Review: Salon Music’s ‘8 Romances for Tenor & Orchestra’
By Bob DieschburgNew Yorkers might remember tenor Petr Nekoranec from his participation in the Met’s Summer Recital Series. That was in 2017, when he performed repertoire staples (think “La donna è mobile”) across all five boroughs—just a few months before making his proper house debut in “Cendrillon.” Since then, his career has largely evolved overseas, and U.S. audiences must rely on his discographic output to fully apprehend the sfumature of his wonderfully cultured instrument.
Nekoranec’s first album, “French Arias,” was released in 2019; amid the tenor’s “cornucopia of technical abilities,” OperaWire praised his “commitment to the elegiac lyricism of French Romantic opera.” Now, in his second solo recital, he turns his attention to Verdi’s rather neglected “Romanze,”orchestrated—ex post—by Luciano Berio.
“Eight Romances for Tenor & Orchestra” is indeed a hybrid. While the songs retain the melodic profile and structural outlines of Verdi’s original compositions for voice and piano, they appear filtered through Berio’s aesthetic of aural memory, which deploys musical effects that are not extraneous to their tonal identity per se but add a subtle modernist inflection.
In “L’Esule,” for example, Berio introduces high strings in sustained harmonies explicitly reminiscent of “Lohengrin.” The effect left me quite staggered at first, given that “L’Esule” was originally composed in 1839—a decade before Wagner wrote his Romantic masterpiece.
Similarly, Berio transforms Verdi’s “Brindisi” (neither from “La Traviata” nor “Otello” or “Macbeth”) into a slightly ironic showpiece, imbued with a distinctly modern sense of self-awareness. Irony—or perhaps more precisely, restraint—also pervades the other six romances, notably “Il poveretto” and “In solitaria stanza.” Based—through the intermediary of Andrea Maffei—on Goethe’s “Betrachtet, wie in Abendsonne-Glut” (from “Faust”), “Il tramonto” is the most expansive track in terms of orchestration, though its translucent harmonies firmly anchor it within Berio’s soundscape of expressive restraint.
The program is conducted by Rik Ghesquière at the helm of the Gauteng Philharmonic Orchestra. The ensemble’s transparency—particularly in the strings—is perfectly unassuming. If anything, it evokes Berio’s mnemonic ideal, in which a contemporary idiom overlaps with Verdi’s early and stylistically conservative “Romanze.”
And what of Nekoranec himself? His timbre is honeyed as ever: shaded, even chiaroscural, yet entirely even across the registers.

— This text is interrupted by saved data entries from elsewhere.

//! Shell session controller
//!
//! Owns the controller end of the channel to one shell process and serves the
//! history protocol on it. All work happens in wait callbacks on the reactor
//! thread; the public surface is fire-and-forget.

use std::cell::RefCell;
use std::rc::{Rc, Weak};
use tokio::sync::watch;
use tracing::{debug, error, info, warn};

use crate::channel::{Channel, ChannelError, SharedMemory, Signals};
use crate::history::{HistorySubscription, SharedHistory};
use crate::protocol::{
    self, ADD_REMOTE_ENTRY_COMMAND, COMMAND_BUFFER_SIZE, ShellCommand, serialize_history,
};
use crate::waiter::{AsyncWaiter, Deadline, WaitId, WaitResult};

/// Startup handle slots understood by the shell
#[derive(Debug, Clone, Copy, PartialEq, Eq)]
pub enum HandleSlot {
    /// Reserved slot carrying the history protocol channel
    User1,
}

/// A handle passed to the shell process at spawn time
#[derive(Debug)]
pub struct StartupHandle {
    pub slot: HandleSlot,
    pub channel: Channel,
}

/// Controller lifecycle
#[derive(Debug, Clone, Copy, PartialEq, Eq)]
pub enum ControllerState {
    /// No wait has been armed yet
    Idle,
    /// Serving the shell with one outstanding wait
    Armed,
    /// Terminal; the channel and history registration are released
    Closed,
}

/// Session statistics for monitoring
#[derive(Debug, Clone, Default, PartialEq, Eq)]
pub struct SessionStats {
    pub commands_processed: u64,
    pub unrecognized_commands: u64,
    pub history_responses_sent: u64,
    pub local_entries_added: u64,
    pub remote_entries_forwarded: u64,
    pub remote_entries_dropped: u64,
    pub write_errors: u64,
}

struct ControllerInner {
    state: ControllerState,
    channel: Option<Channel>,
    wait_id: Option<WaitId>,
    subscription: Option<HistorySubscription>,
    waiter: AsyncWaiter,
    stats: SessionStats,
    closed_tx: watch::Sender<bool>,
}

/// Mediates between one shell channel and the shared history store
pub struct ShellController {
    inner: Rc<RefCell<ControllerInner>>,
    shell_path: String,
}

impl ShellController {
    /// Create a controller registered with `history`
    pub fn new(history: &SharedHistory, waiter: AsyncWaiter, shell_path: impl Into<String>) -> Self {
        let (closed_tx, _) = watch::channel(false);
        let inner = Rc::new(RefCell::new(ControllerInner {
            state: ControllerState::Idle,
            channel: None,
            wait_id: None,
            subscription: None,
            waiter,
            stats: SessionStats::default(),
            closed_tx,
        }));

        let weak = Rc::downgrade(&inner);
        let subscription = history.register_client(move |entry| {
            if let Some(inner) = weak.upgrade() {
                Self::on_remote_entry(&inner, entry);
            }
        });
        debug!(
            "Shell controller registered as history client {:?}",
            subscription.client_id()
        );
        inner.borrow_mut().subscription = Some(subscription);

        Self {
            inner,
            shell_path: shell_path.into(),
        }
    }

    /// Command line used to launch the shell
    pub fn shell_command(&self) -> Vec<String> {
        vec![self.shell_path.clone()]
    }

    /// Create the shell channel, keeping one end and returning the other.
    ///
    /// Returns an empty list if the channel cannot be created or the
    /// controller already has one.
    pub fn startup_handles(&self) -> Vec<StartupHandle> {
        let mut inner = self.inner.borrow_mut();
        if inner.state != ControllerState::Idle || inner.channel.is_some() {
            warn!("Shell channel already created, not creating another");
            return Vec::new();
        }

        match Channel::create() {
            Ok((controller_end, shell_end)) => {
                debug!(
                    "Created shell channel {:?} <-> {:?}",
                    controller_end.id(),
                    shell_end.id()
                );
                inner.channel = Some(controller_end);
                vec![StartupHandle {
                    slot: HandleSlot::User1,
                    channel: shell_end,
                }]
            }
            Err(e) => {
                error!("Failed to create a channel for the shell, status: {}", e);
                Vec::new()
            }
        }
    }

    /// Begin serving the shell
    pub fn start(&self) {
        {
            let inner = self.inner.borrow();
            if inner.state != ControllerState::Idle {
                warn!("Shell controller already started ({:?})", inner.state);
                return;
            }
            if inner.channel.is_none() {
                error!("Cannot start shell controller without a channel");
                return;
            }
        }
        info!("Starting shell controller");
        Self::wait_for_shell(&self.inner);
    }

    /// Stop communicating with the shell. Idempotent.
    pub fn terminate(&self) {
        Self::close(&self.inner);
    }

    pub fn state(&self) -> ControllerState {
        self.inner.borrow().state
    }

    pub fn stats(&self) -> SessionStats {
        self.inner.borrow().stats.clone()
    }

    /// Whether this controller still holds its history registration
    pub fn is_registered(&self) -> bool {
        self.inner
            .borrow()
            .subscription
            .as_ref()
            .is_some_and(HistorySubscription::is_registered)
    }

    /// Whether a wait on the shell channel is outstanding
    pub fn is_waiting(&self) -> bool {
        self.inner.borrow().wait_id.is_some()
    }

    /// Resolve once the controller reaches `Closed`
    pub async fn closed(&self) {
        let mut closed_rx = self.inner.borrow().closed_tx.subscribe();
        // A dropped sender means the controller is gone, which is closed too.
        let _ = closed_rx.wait_for(|closed| *closed).await;
    }

    fn wait_for_shell(inner: &Rc<RefCell<ControllerInner>>) {
        let mut guard = inner.borrow_mut();
        let this = &mut *guard;
        if this.state == ControllerState::Closed {
            return;
        }
        assert!(
            this.wait_id.is_none(),
            "shell controller armed a second wait on its channel"
        );
        let Some(channel) = &this.channel else {
            warn!("No shell channel to wait on");
            return;
        };

        let weak: Weak<RefCell<ControllerInner>> = Rc::downgrade(inner);
        let armed = this.waiter.arm(
            channel,
            Signals::READABLE | Signals::PEER_CLOSED,
            Deadline::Infinite,
            move |result| {
                if let Some(inner) = weak.upgrade() {
                    Self::on_wait_complete(&inner, result);
                }
            },
        );

        match armed {
            Ok(wait_id) => {
                this.wait_id = Some(wait_id);
                this.state = ControllerState::Armed;
            }
            Err(e) => error!("Failed to wait on the shell channel: {}", e),
        }
    }

    fn on_wait_complete(inner: &Rc<RefCell<ControllerInner>>, result: WaitResult) {
        inner.borrow_mut().wait_id = None;
        match result {
            Ok(pending) => debug!("Shell channel signalled {:?}", pending),
            Err(e) => warn!("Wait on the shell channel ended early: {}", e),
        }
        Self::read_command(inner);
    }

    fn read_command(inner: &Rc<RefCell<ControllerInner>>) {
        let result = {
            let this = inner.borrow();
            if this.state == ControllerState::Closed {
                return;
            }
            match &this.channel {
                Some(channel) => channel.read(COMMAND_BUFFER_SIZE),
                None => return,
            }
        };

        match result {
            Ok(message) => {
                inner.borrow_mut().stats.commands_processed += 1;
                match ShellCommand::parse(&message.bytes) {
                    ShellCommand::GetHistory => Self::request_history(inner),
                    ShellCommand::AddLocalEntry(entry) => Self::add_local_entry(inner, entry),
                    ShellCommand::Unrecognized(raw) => {
                        error!(
                            "Unrecognized shell command: {}",
                            String::from_utf8_lossy(&raw)
                        );
                        inner.borrow_mut().stats.unrecognized_commands += 1;
                    }
                }
                Self::wait_for_shell(inner);
            }
            Err(ChannelError::ShouldWait) => Self::wait_for_shell(inner),
            Err(ChannelError::BufferTooSmall { size, capacity }) => {
                warn!(
                    "The command sent by shell didn't fit in the buffer ({} > {} bytes)",
                    size, capacity
                );
                Self::wait_for_shell(inner);
            }
            Err(ChannelError::PeerClosed) => {
                info!("Shell closed its end of the channel");
                Self::close(inner);
            }
            Err(other) => panic!("Unhandled channel status on read: {:?}", other),
        }
    }

    fn request_history(inner: &Rc<RefCell<ControllerInner>>) {
        let this = inner.borrow();
        let Some(subscription) = &this.subscription else {
            warn!("History requested after unregistering");
            return;
        };

        let weak = Rc::downgrade(inner);
        subscription.read_initial_entries(move |entries| {
            if let Some(inner) = weak.upgrade() {
                Self::send_back_history(&inner, &entries);
            }
        });
    }

    fn send_back_history(inner: &Rc<RefCell<ControllerInner>>, entries: &[Vec<u8>]) -> bool {
        let mut guard = inner.borrow_mut();
        let this = &mut *guard;
        let Some(channel) = &this.channel else {
            debug!("Shell channel closed before history was ready");
            return false;
        };

        let history = serialize_history(entries);
        let region = match SharedMemory::from_bytes(&history) {
            Ok(region) => region,
            Err(e) => {
                error!("Failed to write terminal history to shared memory: {}", e);
                this.stats.write_errors += 1;
                return false;
            }
        };

        // The region is released with the message if the write fails.
        match channel.write(b"", vec![region]) {
            Ok(()) => {
                debug!("Sent {} history entries to the shell", entries.len());
                this.stats.history_responses_sent += 1;
                true
            }
            Err(e) => {
                error!(
                    "Failed to write the terminal history response to channel: {}",
                    e
                );
                this.stats.write_errors += 1;
                false
            }
        }
    }

    fn add_local_entry(inner: &Rc<RefCell<ControllerInner>>, entry: Vec<u8>) {
        {
            let this = inner.borrow();
            match &this.subscription {
                Some(subscription) => subscription.add_entry(entry),
                None => {
                    warn!("Local entry received after unregistering");
                    return;
                }
            }
        }
        inner.borrow_mut().stats.local_entries_added += 1;
    }

    fn on_remote_entry(inner: &Rc<RefCell<ControllerInner>>, entry: &[u8]) {
        let mut guard = inner.borrow_mut();
        let this = &mut *guard;
        if this.state == ControllerState::Closed {
            return;
        }
        let Some(channel) = &this.channel else {
            debug!("No shell channel yet, skipping remote entry");
            return;
        };

        // Entries too big for the protocol are dropped, not truncated.
        let Some(message) = protocol::remote_entry_message(entry) else {
            debug!("Dropping remote entry of {} bytes", entry.len());
            this.stats.remote_entries_dropped += 1;
            return;
        };

        match channel.write(&message, Vec::new()) {
            Ok(()) => this.stats.remote_entries_forwarded += 1,
            Err(ChannelError::NoMemory) => this.stats.remote_entries_dropped += 1,
            Err(e) => {
                error!(
                    "Failed to write a {} command, status: {}",
                    ADD_REMOTE_ENTRY_COMMAND, e
                );
                this.stats.write_errors += 1;
            }
        }
    }

    fn close(inner: &Rc<RefCell<ControllerInner>>) {
        let (channel, subscription) = {
            let mut guard = inner.borrow_mut();
            let this = &mut *guard;
            if let Some(wait_id) = this.wait_id.take() {
                this.waiter.cancel(wait_id);
            }
            if this.state != ControllerState::Closed {
                info!("Shell controller closed");
            }
            this.state = ControllerState::Closed;
            this.closed_tx.send_replace(true);
            (this.channel.take(), this.subscription.take())
        };

        if let Some(subscription) = subscription {
            subscription.unregister();
        }
        drop(channel);
    }
}

impl Drop for ShellController {
    fn drop(&mut self) {
        Self::close(&self.inner);
    }
}
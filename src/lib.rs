//! Termsession Library
//!
//! A shell session controller that serves a small command-history protocol
//! to an interactive shell over a duplex channel, backed by a history store
//! shared across sessions.

pub mod channel;
pub mod cli;
pub mod config;
pub mod history;
pub mod keys;
pub mod protocol;
pub mod session;
pub mod waiter;

use anyhow::{Context, Result};
use std::path::Path;
use tracing_appender::non_blocking::WorkerGuard;

/// Application result type for consistent error handling
pub type AppResult<T> = Result<T, Box<dyn std::error::Error + Send + Sync>>;

/// Initialize tracing subscriber for logging
///
/// Logs go to stderr and, when `log_file` is non-empty, to that file as
/// well. The returned guard flushes the file writer and must be kept alive.
pub fn init_logging(level: &str, log_file: &str) -> Result<Option<WorkerGuard>> {
    use tracing_subscriber::{fmt, layer::SubscriberExt, util::SubscriberInitExt};

    let (file_layer, guard) = if log_file.trim().is_empty() {
        (None, None)
    } else {
        let path = Path::new(log_file);
        let directory = path
            .parent()
            .filter(|parent| !parent.as_os_str().is_empty())
            .unwrap_or(Path::new("."));
        let file_name = path
            .file_name()
            .with_context(|| format!("Log file path has no file name: {}", log_file))?;
        std::fs::create_dir_all(directory).with_context(|| {
            format!("Failed to create log directory: {}", directory.display())
        })?;

        let appender = tracing_appender::rolling::never(directory, file_name);
        let (writer, guard) = tracing_appender::non_blocking(appender);
        (
            Some(fmt::layer().with_ansi(false).with_writer(writer)),
            Some(guard),
        )
    };

    tracing_subscriber::registry()
        .with(
            tracing_subscriber::EnvFilter::try_from_default_env()
                .unwrap_or_else(|_| format!("termsession={}", level).into()),
        )
        .with(fmt::layer().with_writer(std::io::stderr))
        .with(file_layer)
        .try_init()
        .context("Failed to initialize logging")?;

    Ok(guard)
}
//! Configuration management module
//!
//! Handles loading, validation, and management of application configuration.

use anyhow::{Context, Result};
use serde::{Deserialize, Serialize};
use std::env;
use std::path::Path;

#[derive(Debug, Clone, Deserialize, Serialize)]
#[serde(default)]
pub struct Config {
    /// Shell executable launched for each session
    pub shell_path: String,

    /// Logging level
    pub log_level: String,

    /// File-based logging configuration
    pub log: LogConfig,

    /// Shared history configuration
    pub history: HistoryConfig,
}

#[derive(Debug, Clone, Deserialize, Serialize)]
#[serde(default)]
pub struct LogConfig {
    /// Log file path; empty logs to stderr only
    pub file_path: String,
}

#[derive(Debug, Clone, Deserialize, Serialize)]
#[serde(default)]
pub struct HistoryConfig {
    /// Newline-delimited history file; empty keeps history in memory
    pub file_path: String,

    /// Entries retained before the oldest are dropped
    pub max_entries: usize,
}

impl Default for Config {
    fn default() -> Self {
        Self {
            shell_path: "/bin/sh".to_string(),
            log_level: "info".to_string(),
            log: LogConfig::default(),
            history: HistoryConfig::default(),
        }
    }
}

impl Default for LogConfig {
    fn default() -> Self {
        Self {
            file_path: String::new(),
        }
    }
}

impl Default for HistoryConfig {
    fn default() -> Self {
        Self {
            file_path: String::new(),
            max_entries: 1000,
        }
    }
}

impl Config {
    /// Load configuration from file with environment variable overrides
    pub fn load_from_file<P: AsRef<Path>>(path: P) -> Result<Self> {
        let content = std::fs::read_to_string(&path)
            .with_context(|| format!("Failed to read config file: {}", path.as_ref().display()))?;

        let mut config: Config = toml::from_str(&content)
            .with_context(|| format!("Failed to parse config file: {}", path.as_ref().display()))?;

        config.apply_env_overrides();

        config.validate()?;
        Ok(config)
    }

    /// Apply environment variable overrides to configuration
    pub fn apply_env_overrides(&mut self) {
        // TERMSESSION_SHELL_PATH - shell executable
        if let Ok(shell_path) = env::var("TERMSESSION_SHELL_PATH") {
            if !shell_path.trim().is_empty() {
                self.shell_path = shell_path;
            }
        }

        // TERMSESSION_LOG_LEVEL - logging level
        if let Ok(log_level) = env::var("TERMSESSION_LOG_LEVEL") {
            self.log_level = log_level;
        }

        // TERMSESSION_LOG_FILE_PATH - logging destination file
        if let Ok(file_path) = env::var("TERMSESSION_LOG_FILE_PATH") {
            self.log.file_path = file_path;
        }

        // TERMSESSION_HISTORY_FILE_PATH - persistent history file
        if let Ok(file_path) = env::var("TERMSESSION_HISTORY_FILE_PATH") {
            self.history.file_path = file_path;
        }

        // TERMSESSION_HISTORY_MAX_ENTRIES - history cap
        if let Ok(max_entries) = env::var("TERMSESSION_HISTORY_MAX_ENTRIES") {
            if let Ok(value) = max_entries.parse::<usize>() {
                self.history.max_entries = value;
            }
        }
    }

    /// Save configuration to file
    pub fn save_to_file<P: AsRef<Path>>(&self, path: P) -> Result<()> {
        let content = toml::to_string_pretty(self).context("Failed to serialize configuration")?;

        std::fs::write(&path, content)
            .with_context(|| format!("Failed to write config file: {}", path.as_ref().display()))?;

        Ok(())
    }

    /// Load configuration with fallback to default
    pub fn load_or_default<P: AsRef<Path>>(path: P) -> Self {
        Self::load_from_file(path).unwrap_or_else(|err| {
            tracing::warn!("Failed to load config: {}, using defaults", err);
            let mut config = Self::default();
            config.apply_env_overrides();
            config.validated_or_default()
        })
    }

    /// Keep this configuration if it is valid, otherwise use plain defaults
    fn validated_or_default(self) -> Self {
        match self.validate() {
            Ok(()) => self,
            Err(err) => {
                tracing::warn!("Invalid configuration overrides: {}, using defaults", err);
                Self::default()
            }
        }
    }

    /// Validate configuration values
    pub fn validate(&self) -> Result<()> {
        if self.shell_path.trim().is_empty() {
            anyhow::bail!("Shell path must not be empty");
        }

        if self.history.max_entries == 0 {
            anyhow::bail!("history.max_entries must be greater than 0");
        }

        Ok(())
    }

    /// Display formatted configuration
    pub fn display(&self) -> Result<()> {
        let content = toml::to_string_pretty(self).context("Failed to serialize configuration")?;
        println!("Current configuration:");
        println!("{}", content);
        Ok(())
    }

    /// Display configuration management help
    pub fn display_help() -> Result<()> {
        println!("Configuration management commands:");
        println!("  termsession config show    - Show current configuration");
        println!("  termsession config reset   - Write the default configuration");
        Ok(())
    }

    /// Handle configuration command
    pub fn handle_command(
        action: &Option<crate::cli::ConfigAction>,
        config_file: impl AsRef<Path>,
    ) -> Result<()> {
        match action {
            Some(crate::cli::ConfigAction::Show) => {
                let config = Config::load_or_default(&config_file);
                config.display()?;
            }
            Some(crate::cli::ConfigAction::Reset) => {
                let default_config = Config::default();
                default_config.save_to_file(&config_file)?;
                println!(
                    "Default configuration written to {}",
                    config_file.as_ref().display()
                );
            }
            None => {
                Config::display_help()?;
            }
        }
        Ok(())
    }
}

#[cfg(test)]
mod tests {
    use super::*;
    use tempfile::NamedTempFile;

    #[test]
    fn test_default_config() {
        let config = Config::default();
        assert!(config.validate().is_ok());
        assert_eq!(config.shell_path, "/bin/sh");
        assert_eq!(config.history.max_entries, 1000);
    }

    #[test]
    fn test_config_serialization() {
        let config = Config::default();
        let serialized = toml::to_string(&config).unwrap();
        let deserialized: Config = toml::from_str(&serialized).unwrap();
        assert_eq!(config.shell_path, deserialized.shell_path);
        assert_eq!(config.history.max_entries, deserialized.history.max_entries);
    }

    #[test]
    fn test_partial_file_uses_defaults() {
        let config: Config = toml::from_str("shell_path = \"/bin/zsh\"\n").unwrap();
        assert_eq!(config.shell_path, "/bin/zsh");
        assert_eq!(config.log_level, "info");
        assert_eq!(config.history.max_entries, 1000);
    }

    #[test]
    fn test_validation_rejects_bad_values() {
        let mut config = Config::default();
        config.shell_path = "  ".to_string();
        assert!(config.validate().is_err());

        let mut config = Config::default();
        config.history.max_entries = 0;
        assert!(config.validate().is_err());
    }

    #[test]
    fn test_invalid_fallback_reverts_to_defaults() {
        let mut config = Config::default();
        config.history.max_entries = 0;
        config.log_level = "debug".to_string();

        let config = config.validated_or_default();
        assert_eq!(config.history.max_entries, 1000);
        assert_eq!(config.log_level, "info");

        let mut config = Config::default();
        config.shell_path = "/bin/zsh".to_string();
        assert_eq!(config.validated_or_default().shell_path, "/bin/zsh");
    }

    #[test]
    fn test_config_file_operations() {
        let mut config = Config::default();
        config.history.file_path = "/tmp/termsession_history".to_string();
        let temp_file = NamedTempFile::new().unwrap();

        config.save_to_file(temp_file.path()).unwrap();

        let loaded_config = Config::load_from_file(temp_file.path()).unwrap();
        assert_eq!(config.shell_path, loaded_config.shell_path);
    }
}
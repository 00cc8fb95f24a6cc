//! Channel transport data types and status codes

use std::fmt;
use std::ops::{BitAnd, BitOr, BitOrAssign};

use super::shared_memory::SharedMemory;

/// Largest payload accepted by a single channel write
pub const MAX_MESSAGE_BYTES: usize = 65536;

/// Largest number of handles attached to a single message
pub const MAX_MESSAGE_HANDLES: usize = 64;

/// Messages queued on one endpoint before writers see `NoMemory`
pub const MAX_PENDING_MESSAGES: usize = 256;

/// Readiness signals asserted on a channel endpoint
#[derive(Clone, Copy, PartialEq, Eq, Default)]
pub struct Signals(u32);

impl Signals {
    pub const NONE: Signals = Signals(0);
    /// At least one message is queued for reading
    pub const READABLE: Signals = Signals(1 << 0);
    /// The opposite endpoint has been closed
    pub const PEER_CLOSED: Signals = Signals(1 << 1);

    pub fn contains(self, other: Signals) -> bool {
        self.0 & other.0 == other.0
    }

    pub fn intersects(self, other: Signals) -> bool {
        self.0 & other.0 != 0
    }

    pub fn is_empty(self) -> bool {
        self.0 == 0
    }
}

impl BitOr for Signals {
    type Output = Signals;

    fn bitor(self, rhs: Signals) -> Signals {
        Signals(self.0 | rhs.0)
    }
}

impl BitOrAssign for Signals {
    fn bitor_assign(&mut self, rhs: Signals) {
        self.0 |= rhs.0;
    }
}

impl BitAnd for Signals {
    type Output = Signals;

    fn bitand(self, rhs: Signals) -> Signals {
        Signals(self.0 & rhs.0)
    }
}

impl fmt::Debug for Signals {
    fn fmt(&self, f: &mut fmt::Formatter<'_>) -> fmt::Result {
        let mut names = Vec::new();
        if self.contains(Signals::READABLE) {
            names.push("READABLE");
        }
        if self.contains(Signals::PEER_CLOSED) {
            names.push("PEER_CLOSED");
        }
        if names.is_empty() {
            write!(f, "Signals(NONE)")
        } else {
            write!(f, "Signals({})", names.join(" | "))
        }
    }
}

/// One whole message: payload bytes plus out-of-band handles
#[derive(Debug, Clone, Default)]
pub struct Message {
    pub bytes: Vec<u8>,
    pub handles: Vec<SharedMemory>,
}

impl Message {
    pub fn new(bytes: impl Into<Vec<u8>>, handles: Vec<SharedMemory>) -> Self {
        Self {
            bytes: bytes.into(),
            handles,
        }
    }
}

/// Status codes reported by channel and shared memory operations
#[derive(Debug, Clone, PartialEq, Eq, thiserror::Error)]
pub enum ChannelError {
    #[error("no message available yet")]
    ShouldWait,
    #[error("message of {size} bytes does not fit in a {capacity} byte buffer")]
    BufferTooSmall { size: usize, capacity: usize },
    #[error("peer endpoint closed")]
    PeerClosed,
    #[error("out of resources")]
    NoMemory,
    #[error("argument out of range: {0}")]
    OutOfRange(String),
}
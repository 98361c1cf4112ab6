//! Wizard form data and the submitted configuration
//!
//! Draft types hold whatever the user has typed so far (fields optional,
//! unvalidated). `ReportConfiguration` is the immutable value produced at
//! submit time, with every field present and checked.

use chrono::NaiveDate;
use serde::{Deserialize, Serialize};
use std::fmt;
use std::str::FromStr;

/// Company size bracket
#[derive(Debug, Clone, Copy, PartialEq, Eq, Hash, Serialize, Deserialize)]
#[serde(rename_all = "lowercase")]
pub enum CompanySize {
    /// Fewer than 50 employees
    Small,
    /// 50-250 employees
    Medium,
    /// More than 250 employees
    Large,
}

impl CompanySize {
    /// Stable form-value label
    pub fn as_str(&self) -> &'static str {
        match self {
            CompanySize::Small => "small",
            CompanySize::Medium => "medium",
            CompanySize::Large => "large",
        }
    }
}

impl FromStr for CompanySize {
    type Err = String;

    fn from_str(s: &str) -> Result<Self, Self::Err> {
        match s {
            "small" => Ok(CompanySize::Small),
            "medium" => Ok(CompanySize::Medium),
            "large" => Ok(CompanySize::Large),
            other => Err(format!("unknown company size: {other}")),
        }
    }
}

impl fmt::Display for CompanySize {
    fn fmt(&self, f: &mut fmt::Formatter<'_>) -> fmt::Result {
        write!(f, "{}", self.as_str())
    }
}

/// Reporting period as entered so far; both dates optional until the
/// step-2 gate passes
#[derive(Debug, Clone, Copy, PartialEq, Eq, Default, Serialize, Deserialize)]
pub struct PeriodDraft {
    pub start: Option<NaiveDate>,
    pub end: Option<NaiveDate>,
}

/// Company information as entered so far; all fields required once the
/// step-3 gate passes
#[derive(Debug, Clone, PartialEq, Eq, Default, Serialize, Deserialize)]
pub struct CompanyDraft {
    pub name: String,
    pub industry: String,
    pub size: Option<CompanySize>,
}

/// Validated reporting period: `start <= end`
#[derive(Debug, Clone, Copy, PartialEq, Eq, Serialize, Deserialize)]
pub struct ReportingPeriod {
    pub start: NaiveDate,
    pub end: NaiveDate,
}

/// Complete company profile
#[derive(Debug, Clone, PartialEq, Eq, Serialize, Deserialize)]
pub struct CompanyProfile {
    pub name: String,
    pub industry: String,
    pub size: CompanySize,
}

/// The immutable value the wizard materializes on submit.
///
/// `standards` is ordered by catalog order, not selection order.
#[derive(Debug, Clone, PartialEq, Eq, Serialize, Deserialize)]
pub struct ReportConfiguration {
    pub standards: Vec<String>,
    pub period: ReportingPeriod,
    pub company: CompanyProfile,
}
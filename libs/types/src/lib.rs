//! Types library for the CSR/ESG management platform
//!
//! This library provides all core type definitions shared across the
//! platform services, ensuring type safety and a single source of truth
//! for domain invariants.
//!
//! # Modules
//! - `ids`: Unique identifiers (RiskId, ProjectId, ReportId, ...)
//! - `risk`: Risk record types and the bounded rating scale
//! - `validation`: Field-level validation results
//! - `standards`: Fixed reporting/compliance standard catalogs
//! - `project`: CSR project types
//! - `report`: Sustainability report types
//! - `stakeholder`: Stakeholder engagement types
//! - `document`: Document metadata types
//! - `errors`: Error taxonomy

// Public modules
pub mod document;
pub mod errors;
pub mod ids;
pub mod project;
pub mod report;
pub mod risk;
pub mod stakeholder;
pub mod standards;
pub mod validation;

// Library version constant
pub const LIB_VERSION: &str = "1.0.0";

/// Prelude module for convenient imports
pub mod prelude {
    pub use crate::document::*;
    pub use crate::errors::*;
    pub use crate::ids::*;
    pub use crate::project::*;
    pub use crate::report::*;
    pub use crate::risk::*;
    pub use crate::stakeholder::*;
    pub use crate::standards::*;
    pub use crate::validation::*;
}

The songs require sustained mezzo-piano singing, which Nekoranec achieves with considerable ease. The voice also proves elastic in the rather exposed acuti of, for instance, “Il Poveretto” and “L’Esule.” These are short vocal plateaus rather than markers of heroic tessitura—but Nekoranec negotiates them with considerable assurance.
My only (tentative) reservation is that Berio’s call for restraint may at times efface some of Nekoranec’s personality. He phrases carefully—politely, even—and in circular pieces such as “In solitaria stanza” this results in a certain uniformity, where one might have expected greater incisiveness or contrast. Still, Nekoranec offers a remarkably polished rendition throughout, and it would be unfair to press this criticism too far.
One final caveat: the sound quality is somewhat subpar, with the voice in particular lacking definition. Better acoustics would surely have done greater justice to the artistry of the musicians in this Verdi/Berio rarity. Released on the Salon Music label, “Eight Romances for Tenor & Orchestra” is currently available for online listening; a CD pressing does not appear to exist.